* **Stored data entries**:
▬▬▬

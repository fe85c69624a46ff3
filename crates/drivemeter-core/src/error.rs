//! Core error types for DriveMeter.
//!
//! Validation is the only failure a caller of the lookup operations ever
//! sees; configuration errors surface at startup, before any lookup runs.

use thiserror::Error;

/// Central error type for DriveMeter operations.
#[derive(Error, Debug)]
pub enum DriveMeterError {
    /// Validation errors (registration number grammar)
    #[error("validation error: {0}")]
    Validation(String),
}

/// Configuration-specific errors.
#[derive(Error, Debug)]
pub enum ConfigError {
    /// Failed to determine config directory path
    #[error("could not determine config directory (XDG base directories not available)")]
    NoConfigDir,

    /// Config file not found at an explicitly requested path
    #[error("config file not found at {path}")]
    NotFound {
        /// Path where config was expected
        path: String,
    },

    /// Failed to parse TOML
    #[error("failed to parse config TOML: {0}")]
    ParseError(#[from] toml::de::Error),

    /// I/O error reading config
    #[error("I/O error: {0}")]
    Io(#[from] std::io::Error),

    /// Invalid configuration value
    #[error("invalid config value for {field}: {reason}")]
    InvalidValue {
        /// Field name
        field: String,
        /// Reason for invalidity
        reason: String,
    },

    /// A tier is enabled but its credential is empty
    #[error("{field} is required when the paid tier is enabled")]
    MissingCredential {
        /// Field name
        field: String,
    },
}

/// Result type alias using `DriveMeterError`.
pub type Result<T> = std::result::Result<T, DriveMeterError>;

/// Result type alias for configuration operations.
pub type ConfigResult<T> = std::result::Result<T, ConfigError>;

▬▬▬

* **WHAT YOU WILL DO**: Only one stretch of the entries above is wanted: the lines from the one containing "lookup operations ever" through the one containing "pub type Result<T>". Please reproduce it exactly.

* **ANSWER TO THE EXERCISE**:
//! Validation is the only failure a caller of the lookup operations ever
//! sees; configuration errors surface at startup, before any lookup runs.

use thiserror::Error;

/// Central error type for DriveMeter operations.
#[derive(Error, Debug)]
pub enum DriveMeterError {
    /// Validation errors (registration number grammar)
    #[error("validation error: {0}")]
    Validation(String),
}

/// Configuration-specific errors.
#[derive(Error, Debug)]
pub enum ConfigError {
    /// Failed to determine config directory path
    #[error("could not determine config directory (XDG base directories not available)")]
    NoConfigDir,

    /// Config file not found at an explicitly requested path
    #[error("config file not found at {path}")]
    NotFound {
        /// Path where config was expected
        path: String,
    },

    /// Failed to parse TOML
    #[error("failed to parse config TOML: {0}")]
    ParseError(#[from] toml::de::Error),

    /// I/O error reading config
    #[error("I/O error: {0}")]
    Io(#[from] std::io::Error),

    /// Invalid configuration value
    #[error("invalid config value for {field}: {reason}")]
    InvalidValue {
        /// Field name
        field: String,
        /// Reason for invalidity
        reason: String,
    },

    /// A tier is enabled but its credential is empty
    #[error("{field} is required when the paid tier is enabled")]
    MissingCredential {
        /// Field name
        field: String,
    },
}

/// Result type alias using `DriveMeterError`.
pub type Result<T> = std::result::Result<T, DriveMeterError>;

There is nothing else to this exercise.